For reference, IBM just released their octal chip Power7 3.8Ghz result for the SAP 2 tier benchmark. The result is 202180 saps for approx 2.32x faster than the Octal chipNehalem-EX
The article cover on the front page mentions 1 TB maximum on the R810 and then 512 GB on page one. The R910 is the 1TB version, the R810 is "only" 512GB. You can also do a single processor in the R810. Though why you would drop the cash on an R810 and a single proc I don't know.
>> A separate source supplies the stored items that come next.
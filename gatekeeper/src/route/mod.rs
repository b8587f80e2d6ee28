use axum::{
    async_trait,
    extract::{FromRequest, Request},
    Form, Json,
};
use http::header;

use crate::error::AppError;

pub mod account;
pub mod admin;
pub mod event;
pub mod hook;
pub mod session;

/// Accepts either a JSON or an urlencoded form body, whichever the
/// `Content-Type` announces. Ingest edges differ in what they post.
pub struct JsonOrForm<T>(pub T);

#[async_trait]
impl<S, T> FromRequest<S> for JsonOrForm<T>
where
    S: Send + Sync,
    T: serde::de::DeserializeOwned + Send,
{
    type Rejection = AppError;

    async fn from_request(req: Request, state: &S) -> Result<Self, Self::Rejection> {
        let is_json = req
            .headers()
            .get(header::CONTENT_TYPE)
            .and_then(|v| v.to_str().ok())
            .map(|v| v.starts_with("application/json"))
            .unwrap_or(false);

        if is_json {
            let Json(value) = Json::<T>::from_request(req, state)
                .await
                .map_err(|e| AppError::bad_request(e.body_text()))?;
            Ok(JsonOrForm(value))
        } else {
            let Form(value) = Form::<T>::from_request(req, state)
                .await
                .map_err(|e| AppError::bad_request(e.body_text()))?;
            Ok(JsonOrForm(value))
        }
    }
}
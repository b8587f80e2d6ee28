use serde::{Deserialize, Serialize};
use serde_json::{Map, Value};

/// Event reported by the relay/transcoding pipeline.
///
/// Forwarded to the telemetry sink as is, plus timestamp, environment and
/// server role enrichment.
#[derive(Serialize, Deserialize, Clone, Debug, PartialEq)]
#[serde(tag = "kind", rename_all = "camelCase")]
pub enum PipelineEvent {
    #[serde(rename_all = "camelCase")]
    Relay {
        stream_key: String,
        destination: String,
        event: String,
        #[serde(default)]
        properties: Map<String, Value>,
    },
    #[serde(rename_all = "camelCase")]
    Error {
        stream_key: String,
        error_type: String,
        error_message: String,
        #[serde(default)]
        properties: Map<String, Value>,
    },
    #[serde(rename_all = "camelCase")]
    Performance {
        stream_key: String,
        metric_name: String,
        metric_value: f64,
        #[serde(default)]
        properties: Map<String, Value>,
    },
    #[serde(rename_all = "camelCase")]
    Connection {
        connection_id: String,
        event: String,
        #[serde(default)]
        properties: Map<String, Value>,
    },
}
I'm also curious how good it would be at gaming :) I know in many cases these server setups under-perform high end gaming machines, but I'd settle :) Still, something like this would be nice for my side business.
None of the Nehalem-EX numbers are accurate, because Nehalem-EX kernel optimization isn't in Windows 2008 Enterprise. There are only 3 commercial OSes right now that have Nehalem-EX optimization: Windows Server R2 with SQL Server 2008 R2, RHEL 5.5, SLES 11, and soon to be released CentOS 5.5 based on RHEL 5.5. Windows 2008 R1 has trouble scaling to 64 threads, and SQL Server 2008 R1 absolutely hates Nehalem-EX. You are cutting Nehalem-EX benchmarks short by 20% or so by using Windows 2008 R1.
The problem isn't as severe for Magny cours, because the OS sees 4 or 8 sockets of 6 cores each via the enumerator, thus treats it with the same optimization as an 8 socket 8400 series CPU.
It is hard to imagine 4 channels of DDR3-1066 to be 1/3 slower than even the westmere-eps. Can you remove half of the memory dimms to make sure that it isn't Dell's flex memory technology that's slowing things down intentionally to push sales toward R910?
As far as I know, when you only populate two sockets on the R810, the Dell R810 flex memory technology routes the 16 dimms that used to be connected to the 2 empty sockets over to the 2 center CPUs, there could be significant memory bandwidth penalties induced by that.
"This should add a little bit of latency, but more importantly it means that in a four-CPU configuration, the R810 uses only one memory controller per CPU. The same is true for the M910, the blade server version. The result is that the quad-CPU configuration has only half the bandwidth of a server like the Dell R910 which gives each CPU two memory controllers."
Sorry, should have read a little slower. Damn, Dell cut half the memory channels from the R810!!!! That's a retarded design, no wonder the memory bandwidth is so low!!!!!
"Damn, Dell cut half the memory channels from the R810!"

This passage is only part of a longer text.